## Collected data entries
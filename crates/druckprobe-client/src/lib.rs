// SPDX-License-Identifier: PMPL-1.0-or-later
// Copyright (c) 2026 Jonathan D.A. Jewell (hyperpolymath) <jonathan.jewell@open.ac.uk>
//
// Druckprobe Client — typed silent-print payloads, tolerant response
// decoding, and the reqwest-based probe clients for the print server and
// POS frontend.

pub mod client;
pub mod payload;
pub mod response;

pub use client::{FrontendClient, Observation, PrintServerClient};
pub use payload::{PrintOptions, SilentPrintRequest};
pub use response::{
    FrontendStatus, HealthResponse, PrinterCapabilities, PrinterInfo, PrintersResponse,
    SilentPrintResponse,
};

...

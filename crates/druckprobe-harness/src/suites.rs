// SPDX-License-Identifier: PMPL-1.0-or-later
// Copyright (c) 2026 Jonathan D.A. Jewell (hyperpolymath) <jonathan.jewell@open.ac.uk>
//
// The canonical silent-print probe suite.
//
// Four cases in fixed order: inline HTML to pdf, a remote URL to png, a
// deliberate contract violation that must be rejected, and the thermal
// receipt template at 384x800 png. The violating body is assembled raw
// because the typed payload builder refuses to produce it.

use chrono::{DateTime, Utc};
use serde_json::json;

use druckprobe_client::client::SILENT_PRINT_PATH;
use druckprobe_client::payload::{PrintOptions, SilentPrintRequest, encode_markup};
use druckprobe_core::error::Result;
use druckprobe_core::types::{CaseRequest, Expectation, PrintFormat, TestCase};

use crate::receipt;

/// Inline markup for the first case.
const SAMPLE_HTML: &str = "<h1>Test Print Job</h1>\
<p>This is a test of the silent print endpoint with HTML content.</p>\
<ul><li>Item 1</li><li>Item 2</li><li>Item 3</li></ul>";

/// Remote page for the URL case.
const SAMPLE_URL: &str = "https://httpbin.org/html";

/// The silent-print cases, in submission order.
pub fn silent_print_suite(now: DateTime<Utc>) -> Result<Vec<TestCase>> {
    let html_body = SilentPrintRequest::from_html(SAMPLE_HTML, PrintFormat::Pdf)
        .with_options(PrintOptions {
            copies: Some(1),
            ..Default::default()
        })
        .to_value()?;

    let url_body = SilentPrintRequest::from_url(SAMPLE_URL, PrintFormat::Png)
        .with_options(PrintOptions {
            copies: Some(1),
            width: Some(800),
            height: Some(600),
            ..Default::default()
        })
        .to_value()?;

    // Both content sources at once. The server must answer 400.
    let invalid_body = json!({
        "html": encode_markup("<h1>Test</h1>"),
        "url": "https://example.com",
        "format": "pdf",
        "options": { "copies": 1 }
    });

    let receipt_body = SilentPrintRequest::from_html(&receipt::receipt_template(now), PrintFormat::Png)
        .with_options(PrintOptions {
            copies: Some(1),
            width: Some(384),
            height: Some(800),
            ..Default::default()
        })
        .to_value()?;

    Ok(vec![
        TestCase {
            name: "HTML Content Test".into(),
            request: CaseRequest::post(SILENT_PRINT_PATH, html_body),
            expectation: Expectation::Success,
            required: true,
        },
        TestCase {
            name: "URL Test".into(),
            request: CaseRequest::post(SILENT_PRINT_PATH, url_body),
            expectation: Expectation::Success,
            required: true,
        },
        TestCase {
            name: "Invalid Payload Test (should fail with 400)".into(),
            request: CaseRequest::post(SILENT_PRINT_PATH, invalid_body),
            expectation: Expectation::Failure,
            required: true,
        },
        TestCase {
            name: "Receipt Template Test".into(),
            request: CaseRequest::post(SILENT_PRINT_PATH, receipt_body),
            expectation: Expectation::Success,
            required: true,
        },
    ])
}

## TASK DIRECTIONS
For the data shown above, give the number of lines where the word "PrintFormat" appears, and nothing else.

## FINISHED EXERCISE
4